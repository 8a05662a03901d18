//! Record event sink.
//!
//! This module is the only bridge between record logic and logging.
//! Sinks observe; they never change the outcome of the operation that
//! emitted the event.
use crate::error::ErrorClass;
use std::cell::RefCell;

thread_local! {
    static SINK_OVERRIDE: RefCell<Option<*const dyn RecordSink>> = const { RefCell::new(None) };
}

///
/// RecordEvent
///

#[derive(Clone, Copy, Debug, Eq, PartialEq)]
pub enum RecordEvent<'a> {
    TypeDefined {
        record: &'a str,
        parent: Option<&'a str>,
        fields: usize,
    },
    Constructed {
        record: &'a str,
        fields: usize,
    },
    Rejected {
        record: &'a str,
        class: ErrorClass,
        field: Option<&'a str>,
    },
    WriteRejected {
        record: &'a str,
        field: &'a str,
    },
}

///
/// RecordSink
///

pub trait RecordSink {
    fn record(&self, event: RecordEvent<'_>);
}

/// TracingSink
/// Default sink; forwards events to the `tracing` facade.
/// Installing a subscriber is left to the application.

pub(crate) struct TracingSink;

impl RecordSink for TracingSink {
    fn record(&self, event: RecordEvent<'_>) {
        match event {
            RecordEvent::TypeDefined {
                record,
                parent,
                fields,
            } => {
                tracing::debug!(record, parent, fields, "record type defined");
            }
            RecordEvent::Constructed { record, fields } => {
                tracing::trace!(record, fields, "record constructed");
            }
            RecordEvent::Rejected {
                record,
                class,
                field,
            } => {
                tracing::debug!(record, %class, field, "record construction rejected");
            }
            RecordEvent::WriteRejected { record, field } => {
                tracing::debug!(record, field, "write to read-only attribute rejected");
            }
        }
    }
}

pub(crate) const TRACING_SINK: TracingSink = TracingSink;

pub(crate) fn record(event: RecordEvent<'_>) {
    let override_ptr = SINK_OVERRIDE.with(|cell| *cell.borrow());
    if let Some(ptr) = override_ptr {
        // SAFETY:
        // - `ptr` was produced from a valid `&dyn RecordSink` in `with_record_sink`.
        // - `with_record_sink` restores the previous pointer before returning,
        //   including unwind paths via `Guard::drop`.
        // - `record` is synchronous and never stores `ptr` beyond this call.
        unsafe { (&*ptr).record(event) };
    } else {
        TRACING_SINK.record(event);
    }
}

/// Run a closure with a temporary sink override on the current thread.
pub fn with_record_sink<T>(sink: &dyn RecordSink, f: impl FnOnce() -> T) -> T {
    struct Guard(Option<*const dyn RecordSink>);

    impl Drop for Guard {
        fn drop(&mut self) {
            SINK_OVERRIDE.with(|cell| {
                *cell.borrow_mut() = self.0;
            });
        }
    }

    // SAFETY:
    // - `sink_ptr` is installed only for this dynamic scope.
    // - `Guard` restores the previous slot on all exits, including panic.
    // - `record` only dereferences synchronously and never persists `sink_ptr`.
    let sink_ptr = unsafe { std::mem::transmute::<&dyn RecordSink, *const dyn RecordSink>(sink) };
    let prev = SINK_OVERRIDE.with(|cell| {
        let mut slot = cell.borrow_mut();
        slot.replace(sink_ptr)
    });
    let _guard = Guard(prev);

    f()
}

///
/// TESTS
///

▶ Exercise directions
Each line that contains the string "only" should be copied from the data above.

▶ Solution to the problem
//! This module is the only bridge between record logic and logging.
                tracing::debug!(record, field, "write to read-only attribute rejected");
    // - `sink_ptr` is installed only for this dynamic scope.
    // - `record` only dereferences synchronously and never persists `sink_ptr`.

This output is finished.